Your jacket is gigantic!


----------



## CherylL (Feb 13, 2013)

Nice composite!  Did you get the shoveling done in 3x the time?


----------



## 480sparky (Feb 13, 2013)

CherylL said:


> Nice composite!  Did you get the shoveling done in 3x the time?



Hopefully it only took *1/3x *the time.


----------



## oldhippy (Feb 13, 2013)

I aint seen ya in a while. Now I get tripplets


----------



## CherylL (Feb 13, 2013)

480sparky said:


> CherylL said:
> 
> 
> > Nice composite!  Did you get the shoveling done in 3x the time?
> ...




Ha, had that backwards.  Yes 1/3


----------



## AgentDrex (Feb 13, 2013)

No, you were correct the first time (it took three times as long).  Those were union shovelers.


----------



## AgentDrex (Feb 13, 2013)

runnah said:


> Your jacket is gigantic!



All the better to hide stuff...

but seriously...the size lends itself well to trapping warm air inside...I've been able to successfully walk seven miles at thirty-plus below zero (Fahrenheit) because of this jacket...it's a surplus AirForce jacket...bought it at a sale during a July about four years ago for 75% off


----------



## baturn (Feb 13, 2013)

Fun photo! I miss shoveling snow.....NOT!!


----------



## Blitz55 (Feb 13, 2013)

How many Craigs does it take to screw in a light bulb?


----------



## snowbear (Feb 13, 2013)

Like!  I guess the one on the right is the supervisor -- he's not doing much but pointing.


----------



## AgentDrex (Feb 13, 2013)

Blitz55 said:


> How many Craigs does it take to screw in a light bulb?

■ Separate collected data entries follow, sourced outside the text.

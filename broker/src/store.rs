//! Result cache and work-record persistence boundaries.
//!
//! The broker only talks to the [`WorkCache`] and [`WorkStore`] traits; the
//! in-memory implementations here back tests and single-node deployments.

use std::collections::HashMap;
use std::sync::{Mutex, PoisonError};
use std::time::Duration;

use tokio::time::Instant;

use bpow_types::WorkHash;

use crate::BrokerError;

/// Short-lived `hash → result` lookup. A miss only means "ask the pool".
pub trait WorkCache: Send + Sync {
    fn get(&self, hash: &WorkHash) -> Option<String>;
    fn put(&self, hash: WorkHash, result: String);

    /// Drop expired entries and return how many went. Stores that expire
    /// entries on their own keep the default.
    fn purge(&self) -> usize {
        0
    }
}

/// TTL cache held in process memory.
pub struct MemoryCache {
    ttl: Duration,
    entries: Mutex<HashMap<WorkHash, (String, Instant)>>,
}

impl MemoryCache {
    pub fn new(ttl: Duration) -> Self {
        Self {
            ttl,
            entries: Mutex::new(HashMap::new()),
        }
    }

    pub fn len(&self) -> usize {
        self.entries
            .lock()
            .unwrap_or_else(PoisonError::into_inner)
            .len()
    }

    pub fn is_empty(&self) -> bool {
        self.len() == 0
    }
}

impl WorkCache for MemoryCache {
    fn get(&self, hash: &WorkHash) -> Option<String> {
        let mut entries = self.entries.lock().unwrap_or_else(PoisonError::into_inner);
        match entries.get(hash) {
            Some((result, expires)) if *expires > Instant::now() => Some(result.clone()),
            Some(_) => {
                entries.remove(hash);
                None
            }
            None => None,
        }
    }

    fn put(&self, hash: WorkHash, result: String) {
        let expires = Instant::now() + self.ttl;
        self.entries
            .lock()
            .unwrap_or_else(PoisonError::into_inner)
            .insert(hash, (result, expires));
    }

    fn purge(&self) -> usize {
        let now = Instant::now();
        let mut entries = self.entries.lock().unwrap_or_else(PoisonError::into_inner);
        let before = entries.len();
        entries.retain(|_, (_, expires)| *expires > now);
        before - entries.len()
    }
}

/// A credited piece of work.
#[derive(Clone, Debug, PartialEq, Eq)]
pub struct WorkRecord {
    pub hash: WorkHash,
    pub result: String,
    pub difficulty_multiplier: u32,
    pub provided_by: String,
    pub requested_by: String,
    pub block_award: bool,
    pub precache: bool,
    /// Already included in a payout.
    pub awarded: bool,
}

impl WorkRecord {
    /// Payout weight of this record.
    pub fn weight(&self) -> u64 {
        u64::from(self.difficulty_multiplier) * 100
    }

    fn is_unpaid(&self) -> bool {
        self.block_award && !self.awarded
    }
}

/// Unpaid work owed to one provider.
#[derive(Clone, Debug, PartialEq, Eq)]
pub struct UnpaidSummary {
    pub provider: String,
    pub unpaid_count: u64,
    pub weighted_sum: u64,
}

/// Persistence of work records and the sums payouts are computed from.
pub trait WorkStore: Send + Sync {
    /// Insert, or replace the record for the same hash (resetting `awarded`).
    fn upsert(&self, record: WorkRecord) -> Result<(), BrokerError>;

    fn get(&self, hash: &WorkHash) -> Result<Option<WorkRecord>, BrokerError>;

    /// Weighted unpaid sum for one provider.
    fn unpaid_sum_for(&self, provider: &str) -> Result<u64, BrokerError>;

    /// Weighted unpaid sum over every provider.
    fn unpaid_sum(&self) -> Result<u64, BrokerError>;

    fn unpaid_by_provider(&self) -> Result<Vec<UnpaidSummary>, BrokerError>;

    /// Return what is owed and mark every record paid.
    fn mark_all_paid(&self) -> Result<Vec<UnpaidSummary>, BrokerError>;
}

/// Work records held in process memory.
#[derive(Default)]
pub struct MemoryWorkStore {
    records: Mutex<HashMap<WorkHash, WorkRecord>>,
}

impl MemoryWorkStore {
    pub fn new() -> Self {
        Self::default()
    }

    pub fn len(&self) -> usize {
        self.lock().len()
    }

    pub fn is_empty(&self) -> bool {
        self.len() == 0
    }

    fn lock(&self) -> std::sync::MutexGuard<'_, HashMap<WorkHash, WorkRecord>> {
        self.records.lock().unwrap_or_else(PoisonError::into_inner)
    }
}

impl WorkStore for MemoryWorkStore {
    fn upsert(&self, mut record: WorkRecord) -> Result<(), BrokerError> {
        record.awarded = false;
        self.lock().insert(record.hash, record);
        Ok(())
    }

    fn get(&self, hash: &WorkHash) -> Result<Option<WorkRecord>, BrokerError> {
        Ok(self.lock().get(hash).cloned())
    }

    fn unpaid_sum_for(&self, provider: &str) -> Result<u64, BrokerError> {
        Ok(self
            .lock()
            .values()
            .filter(|r| r.is_unpaid() && r.provided_by == provider)
            .map(WorkRecord::weight)
            .sum())
    }

    fn unpaid_sum(&self) -> Result<u64, BrokerError> {
        Ok(self
            .lock()
            .values()
            .filter(|r| r.is_unpaid())
            .map(WorkRecord::weight)
            .sum())
    }

    fn unpaid_by_provider(&self) -> Result<Vec<UnpaidSummary>, BrokerError> {
        let records = self.lock();
        let mut by_provider: HashMap<&str, UnpaidSummary> = HashMap::new();
        for record in records.values().filter(|r| r.is_unpaid()) {
            let summary = by_provider
                .entry(record.provided_by.as_str())
                .or_insert_with(|| UnpaidSummary {
                    provider: record.provided_by.clone(),
                    unpaid_count: 0,
                    weighted_sum: 0,
                });
            summary.unpaid_count += 1;
            summary.weighted_sum += record.weight();
        }
        let mut summaries: Vec<_> = by_provider.into_values().collect();
        summaries.sort_by(|a, b| a.provider.cmp(&b.provider));
        Ok(summaries)
    }

    fn mark_all_paid(&self) -> Result<Vec<UnpaidSummary>, BrokerError> {
        let owed = self.unpaid_by_provider()?;
        for record in self.lock().values_mut() {
            record.awarded = true;
        }
        Ok(owed)
    }
}

#[cfg(test)]
mod tests {
    use super::*;

    fn record(hash: u8, provider: &str, multiplier: u32) -> WorkRecord {
        WorkRecord {
            hash: WorkHash::new([hash; 32]),
            result: "000000000048f5b9".into(),
            difficulty_multiplier: multiplier,
            provided_by: provider.into(),
            requested_by: "service@example.com".into(),
            block_award: true,
            precache: false,
            awarded: false,
        }
    }

    #[tokio::test(start_paused = true)]
    async fn cache_entries_expire() {
        let cache = MemoryCache::new(Duration::from_secs(300));
        let hash = WorkHash::new([3; 32]);
        cache.put(hash, "abc".into());
        assert_eq!(cache.get(&hash).as_deref(), Some("abc"));

        tokio::time::advance(Duration::from_secs(301)).await;
        assert!(cache.get(&hash).is_none());
        assert!(cache.is_empty());
    }

    #[tokio::test(start_paused = true)]
    async fn purge_drops_only_expired() {
        let cache = MemoryCache::new(Duration::from_secs(10));
        cache.put(WorkHash::new([1; 32]), "old".into());
        tokio::time::advance(Duration::from_secs(6)).await;
        cache.put(WorkHash::new([2; 32]), "new".into());
        tokio::time::advance(Duration::from_secs(6)).await;
        assert_eq!(cache.purge(), 1);
        assert_eq!(cache.len(), 1);
    }

    #[test]
    fn unpaid_sums_are_weighted() {
        let store = MemoryWorkStore::new();
        store.upsert(record(1, "alice", 1)).unwrap();
        store.upsert(record(2, "alice", 64)).unwrap();
        store.upsert(record(3, "bob", 1)).unwrap();

        assert_eq!(store.unpaid_sum_for("alice").unwrap(), 6_500);
        assert_eq!(store.unpaid_sum_for("bob").unwrap(), 100);
        assert_eq!(store.unpaid_sum().unwrap(), 6_600);
        assert_eq!(store.unpaid_sum_for("carol").unwrap(), 0);
    }

    #[test]
    fn upsert_replaces_record_for_same_hash() {
        let store = MemoryWorkStore::new();
        store.upsert(record(1, "alice", 1)).unwrap();
        store.upsert(record(1, "bob", 8)).unwrap();
        assert_eq!(store.len(), 1);
        let stored = store.get(&WorkHash::new([1; 32])).unwrap().unwrap();
        assert_eq!(stored.provided_by, "bob");
        assert_eq!(store.unpaid_sum().unwrap(), 800);
    }

    #[test]
    fn records_without_award_are_not_owed() {
        let store = MemoryWorkStore::new();
        let mut r = record(1, "alice", 4);
        r.block_award = false;
        store.upsert(r).unwrap();
        assert_eq!(store.unpaid_sum().unwrap(), 0);
        assert!(store.get(&WorkHash::new([1; 32])).unwrap().is_some());
    }

    #[test]
    fn mark_all_paid_resets_sums() {
        let store = MemoryWorkStore::new();
        store.upsert(record(1, "alice", 2)).unwrap();
        store.upsert(record(2, "bob", 1)).unwrap();

        let owed = store.mark_all_paid().unwrap();
        assert_eq!(
            owed,
            vec![
                UnpaidSummary {
                    provider: "alice".into(),
                    unpaid_count: 1,
                    weighted_sum: 200
                },
                UnpaidSummary {
                    provider: "bob".into(),
                    unpaid_count: 1,
                    weighted_sum: 100
                },
            ]
        );
        assert_eq!(store.unpaid_sum().unwrap(), 0);
        assert!(store.unpaid_by_provider().unwrap().is_empty());
    }
}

Just one.  But the trick is to get Craig and Christina Ricci inside the bulb first.


----------



## Blitz55 (Feb 13, 2013)

Haha, Well Played!


----------



## tirediron (Feb 13, 2013)

What's all that white stuff?


----------



## AgentDrex (Feb 14, 2013)

Your fellow Canadians in Saskatchewan and Manitoba decided to gift us with a little snow (that white stuff you see).  Too bad it isn't that B.C. green you guys have over in Vancouver.


----------